6. You understand that, whether or not you sign this Agreement, you must immediately return to APC all property of APC in your possession or control, including, but not limited to, company records, files, laptop computers, cellular telephones, credit cards, keys and security badges.
7. You confirm that no charge, complaint or action filed by you or on your behalf against the Releasees exists in any forum or form.
8 In connection with the resignation of your employment with APC, you confirm that such resignation includes your resignation as Senior Vice President, Finance and Administration and Chief Financial Officer of APC, as well as resignation as an officer and/or director of any subsidiary or affiliate of APC.
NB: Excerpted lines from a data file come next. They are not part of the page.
//! Detached-window strategy: an always-on-top auxiliary window carrying
//! the host's styles and a live scene graph with toggle/reset controls.

use std::rc::Rc;

use tokio::sync::mpsc::{self, UnboundedReceiver};
use tracing::{debug, info};

use super::platform::{AuxWindow, Control, Platform, StyleInjection, SurfaceEvent, WindowRequest};
use super::scene::{Scene, SceneMetrics, ScenePatch};
use super::strategy::{PipCallbacks, PipStrategy, StrategyKind};
use crate::clock::Snapshot;
use crate::error::PlatformError;
use crate::render::Size;

/// Size requested from the platform. The granted size may differ.
pub const NOMINAL_WINDOW_SIZE: Size = Size::new(340, 200);

pub struct DetachedWindowStrategy<P: Platform> {
    platform: Rc<P>,
    nominal: Size,
    window: Option<P::Window>,
    events: Option<UnboundedReceiver<SurfaceEvent>>,
    callbacks: Option<PipCallbacks>,
    scene: Option<Scene>,
    active: bool,
}

impl<P: Platform> DetachedWindowStrategy<P> {
    pub fn new(platform: Rc<P>) -> Self {
        Self::with_nominal_size(platform, NOMINAL_WINDOW_SIZE)
    }

    pub fn with_nominal_size(platform: Rc<P>, nominal: Size) -> Self {
        Self {
            platform,
            nominal,
            window: None,
            events: None,
            callbacks: None,
            scene: None,
            active: false,
        }
    }

    /// Currently mounted scene, if open.
    pub fn scene(&self) -> Option<&Scene> {
        self.scene.as_ref()
    }

    /// Recompute sizes from the window's real dimensions.
    fn rescale(&mut self) {
        let (Some(window), Some(scene)) = (self.window.as_mut(), self.scene.as_mut()) else {
            return;
        };
        let metrics = SceneMetrics::for_size(window.inner_size());
        if metrics != scene.metrics {
            let patch = [ScenePatch::Metrics { metrics }];
            window.patch(&patch);
            scene.apply(&patch);
        }
    }

    /// Release everything. Returns the callbacks only on the first call.
    fn cleanup(&mut self) -> Option<PipCallbacks> {
        if !self.active {
            return None;
        }
        self.active = false;
        self.window = None;
        // Dropping the receiver disconnects the size observer.
        self.events = None;
        self.scene = None;
        self.callbacks.take()
    }
}

impl<P: Platform> PipStrategy for DetachedWindowStrategy<P> {
    fn kind(&self) -> StrategyKind {
        StrategyKind::DetachedWindow
    }

    fn is_active(&self) -> bool {
        self.active
    }

    async fn open(
        &mut self,
        initial: &Snapshot,
        callbacks: PipCallbacks,
    ) -> Result<(), PlatformError> {
        let (tx, rx) = mpsc::unbounded_channel();
        let mut window = self
            .platform
            .request_window(WindowRequest { size: self.nominal }, tx)
            .await?;

        let styles = StyleInjection::from_host(&self.platform.host_style_sheets());
        window.inject_styles(&styles);

        let granted = window.inner_size();
        let scene = Scene::build(initial, SceneMetrics::for_size(granted));
        window.mount(&scene);
        info!(requested = %self.nominal, granted = %granted, styles = styles.len(), "detached window opened");

        self.window = Some(window);
        self.events = Some(rx);
        self.callbacks = Some(callbacks);
        self.scene = Some(scene);
        self.active = true;
        Ok(())
    }

    fn update(&mut self, snapshot: &Snapshot) {
        if !self.active {
            return;
        }
        let (Some(window), Some(scene)) = (self.window.as_mut(), self.scene.as_mut()) else {
            return;
        };
        let next = Scene::build(snapshot, scene.metrics);
        if scene.same_layout(&next) {
            let patches = scene.diff(&next);
            if !patches.is_empty() {
                window.patch(&patches);
            }
        } else {
            debug!(show_hours = next.show_hours, "rebuilding detached scene");
            window.mount(&next);
        }
        *scene = next;
    }

    fn close(&mut self) {
        if !self.active {
            return;
        }
        if let Some(window) = self.window.as_mut() {
            window.close();
        }
        self.cleanup();
    }

    fn pump(&mut self) {
        if !self.active {
            return;
        }
        let mut resized = false;
        let mut dismissed = false;
        if let Some(events) = self.events.as_mut() {
            while let Ok(event) = events.try_recv() {
                match event {
                    SurfaceEvent::Resized(_) => resized = true,
                    SurfaceEvent::Pressed(control) => {
                        if let Some(callbacks) = &self.callbacks {
                            match control {
                                Control::Toggle => callbacks.on_toggle(),
                                Control::Reset => callbacks.on_reset(),
                            }
                        }
                    }
                    SurfaceEvent::Dismissed => {
                        dismissed = true;
                        break;
                    }
                }
            }
        }

        if dismissed {
            info!("detached window dismissed by user");
            if let Some(callbacks) = self.cleanup() {
                callbacks.on_close();
            }
        } else if resized {
            // Several resizes in one pump collapse into one rescale.
            self.rescale();
        }
    }
}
9. This Agreement shall be governed by and construed in accordance with the laws of the State of Rhode Island, without regard to its conflict of laws provision. Should any provision of the Agreement be declared unenforceable by any court of competent jurisdiction and cannot be modified to be enforceable, excluding the general release language contained in Section 3, such provision shall immediately become null and void, leaving the remainder of this Agreement in full force and effect. This Agreement cannot be assigned by you and shall inure to the benefit of APC’s successors and assigns.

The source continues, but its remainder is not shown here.